* MATERIAL SHOWN *
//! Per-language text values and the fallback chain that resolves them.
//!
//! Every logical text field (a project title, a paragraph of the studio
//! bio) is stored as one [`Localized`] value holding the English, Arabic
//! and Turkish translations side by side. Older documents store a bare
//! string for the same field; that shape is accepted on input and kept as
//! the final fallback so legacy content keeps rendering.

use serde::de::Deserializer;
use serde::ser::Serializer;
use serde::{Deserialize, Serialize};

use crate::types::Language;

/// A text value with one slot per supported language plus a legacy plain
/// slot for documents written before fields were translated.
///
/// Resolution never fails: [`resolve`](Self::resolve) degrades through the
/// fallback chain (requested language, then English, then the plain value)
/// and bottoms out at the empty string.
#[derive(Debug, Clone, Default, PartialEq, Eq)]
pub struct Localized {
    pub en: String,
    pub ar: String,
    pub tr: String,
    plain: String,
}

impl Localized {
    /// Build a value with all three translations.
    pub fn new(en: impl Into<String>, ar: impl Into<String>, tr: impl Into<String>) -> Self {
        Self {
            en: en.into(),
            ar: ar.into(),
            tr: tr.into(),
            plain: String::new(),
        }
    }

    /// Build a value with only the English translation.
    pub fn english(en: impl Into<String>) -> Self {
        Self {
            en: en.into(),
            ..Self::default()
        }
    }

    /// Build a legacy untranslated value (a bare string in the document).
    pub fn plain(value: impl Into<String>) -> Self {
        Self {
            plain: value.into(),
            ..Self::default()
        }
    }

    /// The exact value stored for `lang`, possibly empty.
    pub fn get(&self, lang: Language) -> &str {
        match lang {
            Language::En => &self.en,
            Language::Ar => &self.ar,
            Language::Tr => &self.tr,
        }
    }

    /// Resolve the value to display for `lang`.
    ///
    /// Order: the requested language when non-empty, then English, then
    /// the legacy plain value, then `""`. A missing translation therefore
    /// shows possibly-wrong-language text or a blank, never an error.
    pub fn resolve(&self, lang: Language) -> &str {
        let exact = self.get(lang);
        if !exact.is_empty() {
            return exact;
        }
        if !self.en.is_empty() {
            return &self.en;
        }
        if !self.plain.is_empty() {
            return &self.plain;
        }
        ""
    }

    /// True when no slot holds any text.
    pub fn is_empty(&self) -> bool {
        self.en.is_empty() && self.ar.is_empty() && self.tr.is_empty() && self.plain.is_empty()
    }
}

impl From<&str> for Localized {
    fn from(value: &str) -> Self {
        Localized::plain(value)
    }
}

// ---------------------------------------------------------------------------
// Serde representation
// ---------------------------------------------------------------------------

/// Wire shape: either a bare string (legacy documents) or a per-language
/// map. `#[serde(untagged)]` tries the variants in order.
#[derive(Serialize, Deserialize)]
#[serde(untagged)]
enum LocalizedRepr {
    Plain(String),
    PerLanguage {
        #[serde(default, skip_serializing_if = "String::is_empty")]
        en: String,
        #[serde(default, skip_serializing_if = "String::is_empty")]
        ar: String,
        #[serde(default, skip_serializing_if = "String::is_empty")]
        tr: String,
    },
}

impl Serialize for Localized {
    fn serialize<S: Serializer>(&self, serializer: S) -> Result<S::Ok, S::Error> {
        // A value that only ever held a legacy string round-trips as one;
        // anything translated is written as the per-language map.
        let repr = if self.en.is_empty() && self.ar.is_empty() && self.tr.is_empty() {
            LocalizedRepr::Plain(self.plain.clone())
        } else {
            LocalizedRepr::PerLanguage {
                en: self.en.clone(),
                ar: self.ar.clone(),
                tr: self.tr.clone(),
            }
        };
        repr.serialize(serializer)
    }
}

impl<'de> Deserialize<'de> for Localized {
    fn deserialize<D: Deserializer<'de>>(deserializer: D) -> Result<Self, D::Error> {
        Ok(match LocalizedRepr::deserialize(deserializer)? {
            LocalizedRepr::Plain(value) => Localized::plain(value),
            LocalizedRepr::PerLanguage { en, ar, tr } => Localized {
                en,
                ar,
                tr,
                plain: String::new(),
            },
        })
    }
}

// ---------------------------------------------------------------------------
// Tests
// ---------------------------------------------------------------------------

* PROBLEM REQUIREMENTS *
Taking the records above as input, show every line in which the word "requested" is present.

* TASK RESULT *
/// fallback chain (requested language, then English, then the plain value)
    /// Order: the requested language when non-empty, then English, then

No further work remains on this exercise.